Mit 29 Auszeichnungen – darunter zwei Bundessiegen – waren Projekte von MINT-EC-Schülerinnen und -Schülern erfolgreich wie nie im 54. Bundeswettbewerb Jugend forscht. Auch der Titel Jugend forscht Schule 2019 ging mit dem Carl-Fuhlrott-Gymnasium in diesem Jahr ebenfalls wieder an eine MINT-EC-Schule.

„Wir sind stolz auf unsere so erfolgreichen Jungforscher*innen. Es ist das Ergebnis der guten und intensiven Wettbewerbskultur und Begabtenförderung an unseren Schulen“, sagt Wolfgang Gollub, Vorstandsvorsitzender von MINT-EC.

Mit insgesamt 37 Projekten nahmen Schülerinnen und Schüler von Schulen des nationalen Excellence-Schulnetzwerks MINT-EC am vergangenen Wochenende am 54. Bundeswettbewerb von Jugend forscht teil. Und das wieder mit überragendem Erfolg: 29 Auszeichnungen wurden an MINT-EC-Schülerinnen und -Schüler vergeben. In allen sieben Fachbereichen von Jugend forscht konnten die MINT-EC-Jungforschenden Preise erzielen. Die Jury vergab 14 Platzierungen und 15 Sonderpreise an 23 Projekte von MINT-EC-Schulen.

Besonders erfolgreich waren sie in dem Fachbereich Chemie: Paul Kunisch und Thomas Derra vom Friedrich-Dessauer-Gymnasium in Aschaffenburg erhielten den Chemie-Bundessieg und Milena Wiegand, Max Asenow und Tina Munkewitz vom Albert-Schweitzer-Gymnasium in Erfurt wurden für die beste interdisziplinäre Arbeit ausgezeichnet.
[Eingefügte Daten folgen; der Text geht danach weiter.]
use std::cell::RefCell;
use std::ffi::OsString;
use std::path::{Path, PathBuf};
use std::time::Duration;

use beatshade::{
    BeatshadeError, BeatshadeResult, EngineOutput, Fps, MediaEngine, RenderConfig, RenderMode,
    StreamInfo,
};
use rand::SeedableRng as _;
use rand::rngs::StdRng;

/// Records invocations and writes a fake output file on success.
struct FakeEngine {
    exit_code: i32,
    stderr: &'static str,
    probe_ok: bool,
    calls: RefCell<Vec<Vec<OsString>>>,
    timeouts: RefCell<Vec<Option<Duration>>>,
}

impl FakeEngine {
    fn new(exit_code: i32) -> Self {
        Self {
            exit_code,
            stderr: "",
            probe_ok: true,
            calls: RefCell::new(Vec::new()),
            timeouts: RefCell::new(Vec::new()),
        }
    }

    fn calls(&self) -> usize {
        self.calls.borrow().len()
    }
}

impl MediaEngine for FakeEngine {
    fn execute(
        &self,
        args: &[OsString],
        timeout: Option<Duration>,
    ) -> BeatshadeResult<EngineOutput> {
        self.calls.borrow_mut().push(args.to_vec());
        self.timeouts.borrow_mut().push(timeout);
        if self.exit_code == 0 {
            let out = PathBuf::from(args.last().unwrap());
            std::fs::write(&out, vec![0u8; 2 * 1024 * 1024]).unwrap();
        }
        Ok(EngineOutput {
            success: self.exit_code == 0,
            code: Some(self.exit_code),
            status: format!("exit status: {}", self.exit_code),
            stdout: String::new(),
            stderr: self.stderr.to_string(),
            timed_out: false,
        })
    }

    fn probe(&self, _path: &Path) -> BeatshadeResult<StreamInfo> {
        if self.probe_ok {
            Ok(StreamInfo {
                width: 1728,
                height: 1920,
                fps: Some(Fps::new(60, 1).unwrap()),
                bit_rate: Some(45_000_000),
            })
        } else {
            Err(BeatshadeError::probe("ffprobe exploded"))
        }
    }
}

fn workspace(name: &str) -> PathBuf {
    let dir = PathBuf::from("target").join("render_pipeline").join(name);
    let _ = std::fs::remove_dir_all(&dir);
    std::fs::create_dir_all(&dir).unwrap();
    dir
}

fn config_with_inputs(dir: &Path) -> RenderConfig {
    let video = dir.join("bg.mp4");
    let audio = dir.join("track.mp3");
    std::fs::write(&video, b"video").unwrap();
    std::fs::write(&audio, b"audio").unwrap();
    RenderConfig {
        video,
        audio,
        output: dir.join("out").join("final.mp4"),
        seed: Some(3),
        ..RenderConfig::default()
    }
}

#[test]
fn missing_video_never_reaches_the_engine() {
    let dir = workspace("missing_video");
    let cfg = RenderConfig {
        video: dir.join("nonexistent.mp4"),
        audio: dir.join("nonexistent.mp3"),
        output: dir.join("final.mp4"),
        ..RenderConfig::default()
    };
    let engine = FakeEngine::new(0);

    let err = beatshade::render(&cfg, &engine, &mut StdRng::seed_from_u64(1)).unwrap_err();
    assert!(matches!(err, BeatshadeError::MissingInput { .. }), "{err}");
    assert_eq!(engine.calls(), 0);
    assert!(!cfg.output.exists());
}

#[test]
fn missing_audio_never_reaches_the_engine() {
    let dir = workspace("missing_audio");
    let mut cfg = config_with_inputs(&dir);
    cfg.audio = dir.join("gone.mp3");
    let engine = FakeEngine::new(0);

    let err = beatshade::render(&cfg, &engine, &mut StdRng::seed_from_u64(1)).unwrap_err();
    match err {
        BeatshadeError::MissingInput { kind, .. } => assert_eq!(kind, "audio"),
        other => panic!("unexpected error: {other}"),
    }
    assert_eq!(engine.calls(), 0);
}

#[test]
fn successful_render_reports_probe_and_size() {
    let dir = workspace("success");
    let cfg = RenderConfig {
        timeout_secs: Some(600.0),
        ..config_with_inputs(&dir)
    };
    let engine = FakeEngine::new(0);

    let report = beatshade::render(&cfg, &engine, &mut StdRng::seed_from_u64(1)).unwrap();
    assert_eq!(engine.calls(), 1);
    assert_eq!(engine.timeouts.borrow()[0], Some(Duration::from_secs(600)));
    assert_eq!(report.output, cfg.output);
    assert!((report.size_mb - 2.0).abs() < 1e-9);
    assert_eq!(report.stream.as_ref().unwrap().width, 1728);
    assert_eq!(report.beats, report.timeline.len());
    assert!(report.beats > 30);

    let args: Vec<String> = engine.calls.borrow()[0]
        .iter()
        .map(|a| a.to_string_lossy().into_owned())
        .collect();
    let fc = args.iter().position(|a| a == "-filter_complex").unwrap();
    assert!(args[fc + 1].contains("geq="));
    assert!(args.contains(&"[final]".to_string()));
    assert!(args.contains(&"1:a".to_string()));
}

#[test]
fn timeline_mode_sends_the_crossfade_program() {
    let dir = workspace("timeline_mode");
    let cfg = RenderConfig {
        mode: RenderMode::Timeline,
        ..config_with_inputs(&dir)
    };
    let engine = FakeEngine::new(0);

    beatshade::render(&cfg, &engine, &mut StdRng::seed_from_u64(1)).unwrap();
    let calls = engine.calls.borrow();
    let program = calls[0]
        .iter()
        .map(|a| a.to_string_lossy().into_owned())
        .find(|a| a.contains("xfade"))
        .unwrap();
    assert_eq!(program.matches("xfade=").count(), 4);
    assert_eq!(program.matches("lumakey=").count(), 5);
}

#[test]
fn engine_failure_surfaces_stderr() {
    let dir = workspace("engine_failure");
    let cfg = config_with_inputs(&dir);
    let engine = FakeEngine {
        stderr: "[AVFilterGraph @ 0x0] No such filter: 'lumakey'",
        ..FakeEngine::new(1)
    };

    let err = beatshade::render(&cfg, &engine, &mut StdRng::seed_from_u64(1)).unwrap_err();
    match err {
        BeatshadeError::EngineExecution { stderr, .. } => {
            assert_eq!(stderr, "[AVFilterGraph @ 0x0] No such filter: 'lumakey'");
        }
        other => panic!("unexpected error: {other}"),
    }
    assert_eq!(engine.calls(), 1);
}

#[test]
fn probe_failure_does_not_fail_the_run() {
    let dir = workspace("probe_failure");
    let cfg = config_with_inputs(&dir);
    let engine = FakeEngine {
        probe_ok: false,
        ..FakeEngine::new(0)
    };

    let report = beatshade::render(&cfg, &engine, &mut StdRng::seed_from_u64(1)).unwrap();
    assert!(report.stream.is_none());
    assert!(report.size_mb > 0.0);
}

#[test]
fn same_seed_gives_same_timeline() {
    let cfg = RenderConfig {
        seed: Some(11),
        ..RenderConfig::default()
    };
    let a = beatshade::plan(&cfg, &mut cfg.rng()).unwrap();
    let b = beatshade::plan(&cfg, &mut cfg.rng()).unwrap();
    assert_eq!(a.timeline, b.timeline);
    assert_eq!(a.program.to_string(), b.program.to_string());
}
Ein weiterer toller Erfolg ist die erneute Ehrung einer MINT-EC-Schule zur Jugend forscht Schule 2019. Das Carl-Fuhlrott-Gymnasium aus Wuppertal ist bereits seit 2012 Teil des MINT-EC-Schulnetzwerks. Begründet wird die Auszeichnung der Schule mit dem Preis der Kultusministerkonferenz der Länder (KMK) u.a. mit dem umfassenden Lernangeboten ab Klasse 5 sowie die ausgeprägte Begabungs- und Leistungsförderung.